I’m continuing my efforts to think about a theory of aesthetics that builds on Badiou, but attempts to go further in two regards: (1) I want to be explicit about how particular aesthetic practices are to be regarded as inaesthetic; (2) I want to underline the political nature of all events. I’m currently trying to formulate an argument that would argue that the dominant ideology the state of the situation, is interconnected for all truth procedures. Anyway, here is it what I’ve been working on:
1) All aesthetic practices are divisible into two categories: those which aspire to truth and those which aspire to entertainment.
– Those which aspire to truth correspond to Badoiu’s categories of didactic, romantic, and inaesthetic.
– Those which aspire to entertainment correspond to Badiou’s category of classical.
2) All aesthetic practices that aspire to entertainment are defined by the problematic of the dominant ideology (in the Althusserian sense of these terms).
3) Within the category ‘aesthetic practices that aspire to truth’ the didactic and romantic are also determined by the problematic of the dominant ideology.
– The dominant ideology subordinates aesthetic practices to philosophy. This subordination is the logic of the didactic.
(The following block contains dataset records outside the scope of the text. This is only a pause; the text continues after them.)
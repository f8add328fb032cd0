//! The scan loop: poll, capture, decode, deliver.
//!
//! ```text
//! Scanning ──decode ok──▶ Delivering ──Resume──▶ Cooldown ──▶ Scanning
//!    ▲  │                      │
//!    └──┘ no frame / no code   └──Stop / cancel──▶ Terminated
//! ```
//!
//! Capture and decode attempts are strictly sequential: one frame is
//! captured, decoded and dropped before the next poll.

use super::cancel::CancelToken;
use super::sink::{AfterDelivery, ResultSink};
use crate::capture::{ScanConfig, SharedCamera};
use crate::decode::{DecodedResult, Decoder};
use crate::metrics::MetricsRegistry;
use std::sync::{Arc, Mutex, PoisonError};

/// Lifecycle state of a scan session.
#[derive(Debug, Clone, Copy, PartialEq, Eq, Hash)]
pub enum ScanState {
    /// Polling the camera and decoding frames.
    Scanning,
    /// Handing a result to the sink.
    Delivering,
    /// Pausing after a continuous-mode delivery.
    Cooldown,
    /// Finished; never left once entered.
    Terminated,
}

impl ScanState {
    /// Numeric code used for the state gauge.
    pub fn code(self) -> i64 {
        match self {
            ScanState::Scanning => 0,
            ScanState::Delivering => 1,
            ScanState::Cooldown => 2,
            ScanState::Terminated => 3,
        }
    }
}

/// Shared, observable view of a loop's [`ScanState`].
#[derive(Debug, Clone)]
pub struct StateHandle {
    state: Arc<Mutex<ScanState>>,
}

impl StateHandle {
    fn new() -> Self {
        Self {
            state: Arc::new(Mutex::new(ScanState::Scanning)),
        }
    }

    /// Current state.
    pub fn get(&self) -> ScanState {
        *self.state.lock().unwrap_or_else(PoisonError::into_inner)
    }

    fn set(&self, next: ScanState) -> bool {
        let mut state = self.state.lock().unwrap_or_else(PoisonError::into_inner);
        let current = *state;
        if current == ScanState::Terminated || current == next {
            return false;
        }
        tracing::debug!(from = ?current, to = ?next, "Scan state transition");
        *state = next;
        true
    }
}

/// How a finished session ended.
#[derive(Debug, Clone, Copy, PartialEq, Eq)]
pub enum ScanOutcome {
    /// A result was delivered and the sink asked to stop.
    Delivered,
    /// The session was cancelled before delivering a final result.
    Cancelled,
}

/// Result of one scan cycle.
#[derive(Debug, Clone, Copy, PartialEq, Eq)]
pub enum Step {
    /// The camera is not open; nothing was captured.
    CameraClosed,
    /// The camera had no new frame.
    NotReady,
    /// The camera reported a capture error.
    CaptureFailed,
    /// A frame was decoded but held no code.
    NoCode,
    /// A code was delivered; the sink chose what happens next.
    Delivered(AfterDelivery),
    /// Cancellation was observed; nothing was delivered.
    Cancelled,
}

/// A single-session scan loop.
pub struct ScanLoop<D> {
    camera: SharedCamera,
    decoder: D,
    sink: Box<dyn ResultSink>,
    cancel: CancelToken,
    config: ScanConfig,
    state: StateHandle,
    metrics: Option<MetricsRegistry>,
}

impl<D: Decoder> ScanLoop<D> {
    /// Builds a loop over an already-open camera.
    pub fn new(
        camera: SharedCamera,
        decoder: D,
        sink: Box<dyn ResultSink>,
        cancel: CancelToken,
        config: ScanConfig,
    ) -> Self {
        Self {
            camera,
            decoder,
            sink,
            cancel,
            config,
            state: StateHandle::new(),
            metrics: None,
        }
    }

    /// Records activity in `metrics`.
    pub fn with_metrics(mut self, metrics: MetricsRegistry) -> Self {
        metrics.set_state(ScanState::Scanning);
        self.metrics = Some(metrics);
        self
    }

    /// Handle for observing the loop's state from another thread.
    pub fn state(&self) -> StateHandle {
        self.state.clone()
    }

    /// The token this loop stops on.
    pub fn cancel_token(&self) -> &CancelToken {
        &self.cancel
    }

    fn enter(&self, next: ScanState) {
        if self.state.set(next) {
            if let Some(metrics) = &self.metrics {
                metrics.set_state(next);
            }
        }
    }

    /// Runs one capture/decode/deliver cycle without sleeping.
    pub fn step(&mut self) -> Step {
        match self.state.get() {
            ScanState::Terminated => return Step::Cancelled,
            ScanState::Scanning => {}
            _ => self.enter(ScanState::Scanning),
        }

        if !self.camera.is_open() {
            return Step::CameraClosed;
        }

        let frame = match self.camera.capture() {
            Ok(Some(frame)) => frame,
            Ok(None) => {
                if let Some(metrics) = &self.metrics {
                    metrics.record_frame_skipped();
                }
                return Step::NotReady;
            }
            Err(e) => {
                tracing::debug!(error = %e, "Frame capture failed, skipping");
                if let Some(metrics) = &self.metrics {
                    metrics.record_frame_skipped();
                }
                return Step::CaptureFailed;
            }
        };
        if let Some(metrics) = &self.metrics {
            metrics.record_frame_captured();
            metrics.record_decode_attempt();
        }

        let sequence = frame.sequence();
        let Some(text) = self.decoder.decode(&frame) else {
            return Step::NoCode;
        };
        drop(frame);

        if self.cancel.is_cancelled() {
            return Step::Cancelled;
        }

        self.enter(ScanState::Delivering);
        if let Some(metrics) = &self.metrics {
            metrics.record_code_decoded();
        }
        tracing::info!(sequence, "QR code decoded");

        match self.sink.accept(DecodedResult::new(text, sequence)) {
            Ok(AfterDelivery::Resume) => {
                self.enter(ScanState::Cooldown);
                Step::Delivered(AfterDelivery::Resume)
            }
            Ok(AfterDelivery::Stop) => Step::Delivered(AfterDelivery::Stop),
            Err(_) => Step::Cancelled,
        }
    }

    /// Runs until a sink stops the session or the token is cancelled.
    pub fn run(mut self) -> ScanOutcome {
        let poll_interval = self.config.poll_interval();
        let cooldown = self.config.cooldown();
        tracing::info!(
            mode = %self.config.mode,
            poll_ms = self.config.poll_interval_ms,
            "Scan loop started"
        );

        let outcome = loop {
            if self.cancel.sleep(poll_interval) {
                break ScanOutcome::Cancelled;
            }
            match self.step() {
                Step::Delivered(AfterDelivery::Resume) => {
                    if self.cancel.sleep(cooldown) {
                        break ScanOutcome::Cancelled;
                    }
                    self.enter(ScanState::Scanning);
                }
                Step::Delivered(AfterDelivery::Stop) => break ScanOutcome::Delivered,
                Step::Cancelled => break ScanOutcome::Cancelled,
                Step::CameraClosed | Step::NotReady | Step::CaptureFailed | Step::NoCode => {}
            }
        };

        if outcome == ScanOutcome::Cancelled && self.config.release_camera_on_stop {
            self.camera.close();
        }
        self.enter(ScanState::Terminated);
        tracing::info!(outcome = ?outcome, "Scan loop finished");
        outcome
    }
}

#[cfg(test)]
mod tests {
    use super::*;
    use crate::capture::{CaptureConfig, MockCamera};
    use crate::decode::MockDecoder;
    use crate::scan::handoff::Cancelled;
    use proptest::prelude::*;
    use std::time::{Duration, Instant};

    /// Collects results and answers with a fixed policy.
    struct RecordingSink {
        results: Arc<Mutex<Vec<DecodedResult>>>,
        after: AfterDelivery,
    }

    impl ResultSink for RecordingSink {
        fn accept(&mut self, result: DecodedResult) -> Result<AfterDelivery, Cancelled> {
            self.results.lock().unwrap().push(result);
            Ok(self.after)
        }
    }

    fn open_camera(readiness: Vec<bool>) -> SharedCamera {
        let camera = SharedCamera::new(MockCamera::with_readiness(readiness));
        camera.open(&CaptureConfig::with_dimensions(8, 8)).unwrap();
        camera
    }

    fn fast_config() -> ScanConfig {
        ScanConfig {
            poll_interval_ms: 5,
            cooldown_ms: 200,
            ..Default::default()
        }
    }

    fn build(
        camera: SharedCamera,
        decoder: MockDecoder,
        after: AfterDelivery,
        config: ScanConfig,
    ) -> (ScanLoop<MockDecoder>, Arc<Mutex<Vec<DecodedResult>>>) {
        let results = Arc::new(Mutex::new(Vec::new()));
        let sink = RecordingSink {
            results: Arc::clone(&results),
            after,
        };
        let scan = ScanLoop::new(camera, decoder, Box::new(sink), CancelToken::new(), config);
        (scan, results)
    }

    #[test]
    fn test_closed_camera_is_skipped() {
        let camera = SharedCamera::new(MockCamera::new());
        let decoder = MockDecoder::new().with_code_at(1, "ABC123");
        let (mut scan, results) =
            build(camera, decoder.clone(), AfterDelivery::Stop, fast_config());

        assert_eq!(scan.step(), Step::CameraClosed);
        assert_eq!(decoder.attempts(), 0);
        assert!(results.lock().unwrap().is_empty());
        assert_eq!(scan.state().get(), ScanState::Scanning);
    }

    #[test]
    fn test_not_ready_frame_is_not_decoded() {
        let decoder = MockDecoder::new();
        let (mut scan, _) = build(
            open_camera(vec![false]),
            decoder.clone(),
            AfterDelivery::Stop,
            fast_config(),
        );

        assert_eq!(scan.step(), Step::NotReady);
        assert_eq!(decoder.attempts(), 0);
        assert_eq!(scan.step(), Step::NoCode);
        assert_eq!(decoder.attempts(), 1);
    }

    #[test]
    fn test_resume_enters_cooldown_then_scanning() {
        let decoder = MockDecoder::new().with_code_at(1, "ABC123");
        let (mut scan, results) =
            build(open_camera(vec![]), decoder, AfterDelivery::Resume, fast_config());

        assert_eq!(scan.step(), Step::Delivered(AfterDelivery::Resume));
        assert_eq!(scan.state().get(), ScanState::Cooldown);
        assert_eq!(scan.step(), Step::NoCode);
        assert_eq!(scan.state().get(), ScanState::Scanning);
        assert_eq!(results.lock().unwrap().len(), 1);
    }

    #[test]
    fn test_cancelled_before_delivery_delivers_nothing() {
        let decoder = MockDecoder::new().with_code_at(1, "ABC123");
        let (mut scan, results) =
            build(open_camera(vec![]), decoder, AfterDelivery::Stop, fast_config());

        scan.cancel_token().cancel();

        assert_eq!(scan.step(), Step::Cancelled);
        assert!(results.lock().unwrap().is_empty());
    }

    #[test]
    fn test_run_stops_after_single_shot_delivery() {
        let camera = open_camera(vec![]);
        let decoder = MockDecoder::new().with_code_at(3, "ABC123");
        let (scan, results) = build(
            camera.clone(),
            decoder.clone(),
            AfterDelivery::Stop,
            fast_config(),
        );
        let state = scan.state();

        assert_eq!(scan.run(), ScanOutcome::Delivered);
        assert_eq!(state.get(), ScanState::Terminated);
        assert_eq!(decoder.attempts(), 3);
        assert_eq!(results.lock().unwrap()[0].text(), "ABC123");
        // the consumer owns closing in single-shot handoff
        assert!(camera.is_open());
    }

    #[test]
    fn test_run_honours_cooldown_between_detections() {
        let decoder = MockDecoder::new()
            .with_code_at(1, "first")
            .with_code_at(2, "second");
        let config = fast_config();
        let cooldown = config.cooldown();
        let (scan, results) = build(
            open_camera(vec![]),
            decoder.clone(),
            AfterDelivery::Resume,
            config,
        );
        let cancel = scan.cancel_token().clone();

        let worker = std::thread::spawn(move || scan.run());
        let deadline = Instant::now() + Duration::from_secs(5);
        while results.lock().unwrap().len() < 2 && Instant::now() < deadline {
            std::thread::sleep(Duration::from_millis(5));
        }
        cancel.cancel();
        assert_eq!(worker.join().unwrap(), ScanOutcome::Cancelled);

        let times = decoder.attempt_times();
        assert!(times.len() >= 2);
        assert!(times[1].duration_since(times[0]) >= cooldown);
        let texts: Vec<_> = results
            .lock()
            .unwrap()
            .iter()
            .map(|r| r.text().to_owned())
            .collect();
        assert_eq!(texts, vec!["first", "second"]);
    }

    #[test]
    fn test_cancel_during_poll_wait_is_prompt_and_releases_camera() {
        let camera = open_camera(vec![]);
        let config = ScanConfig {
            poll_interval_ms: 300,
            ..Default::default()
        };
        let (scan, _) = build(camera.clone(), MockDecoder::new(), AfterDelivery::Stop, config);
        let cancel = scan.cancel_token().clone();

        let worker = std::thread::spawn(move || scan.run());
        std::thread::sleep(Duration::from_millis(20));
        let cancelled_at = Instant::now();
        cancel.cancel();

        assert_eq!(worker.join().unwrap(), ScanOutcome::Cancelled);
        assert!(cancelled_at.elapsed() < Duration::from_millis(300));
        assert!(!camera.is_open());
    }

    #[test]
    fn test_camera_kept_open_when_release_disabled() {
        let camera = open_camera(vec![]);
        let config = ScanConfig {
            release_camera_on_stop: false,
            ..fast_config()
        };
        let (scan, _) = build(camera.clone(), MockDecoder::new(), AfterDelivery::Stop, config);
        scan.cancel_token().cancel();

        assert_eq!(scan.run(), ScanOutcome::Cancelled);
        assert!(camera.is_open());
    }

    proptest! {
        #![proptest_config(ProptestConfig::with_cases(64))]

        #[test]
        fn prop_no_code_never_delivers(readiness in proptest::collection::vec(any::<bool>(), 0..40)) {
            let cycles = readiness.len() + 10;
            let decoder = MockDecoder::new();
            let (mut scan, results) = build(
                open_camera(readiness),
                decoder,
                AfterDelivery::Resume,
                fast_config(),
            );

            for _ in 0..cycles {
                let step = scan.step();
                prop_assert!(matches!(step, Step::NotReady | Step::NoCode));
            }
            prop_assert!(results.lock().unwrap().is_empty());
            prop_assert_eq!(scan.state().get(), ScanState::Scanning);
        }

        #[test]
        fn prop_first_code_delivered_within_k_attempts(
            k in 1u64..30,
            readiness in proptest::collection::vec(any::<bool>(), 0..30),
        ) {
            let decoder = MockDecoder::new().with_code_at(k, "ABC123");
            let (mut scan, results) = build(
                open_camera(readiness),
                decoder.clone(),
                AfterDelivery::Stop,
                fast_config(),
            );

            let mut delivered = false;
            for _ in 0..200 {
                if scan.step() == Step::Delivered(AfterDelivery::Stop) {
                    delivered = true;
                    break;
                }
            }

            prop_assert!(delivered);
            prop_assert!(decoder.attempts() as u64 <= k);
            let results = results.lock().unwrap();
            prop_assert_eq!(results.len(), 1);
            prop_assert_eq!(results[0].text(), "ABC123");
            prop_assert_eq!(results[0].frame_sequence(), k);
        }
    }
}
– The essence of this dominant ideology is not the favouring of philosophy, but the logic of subordination. Thus the romantic, as the inverse of the didactic, is equally placed within the problematic of the dominant ideology.
4) Aesthetic practices in the category of inaesthetics are characterised by the following:
– They are faithful to an event (i.e., L’année dernière à Marienbad is faithful to the event of the French New Wave).
– This faithfulness is defined as an operation by which a medium explores itself as a medium (Schonenburg explores the definition of the medium ‘music’ by tonality).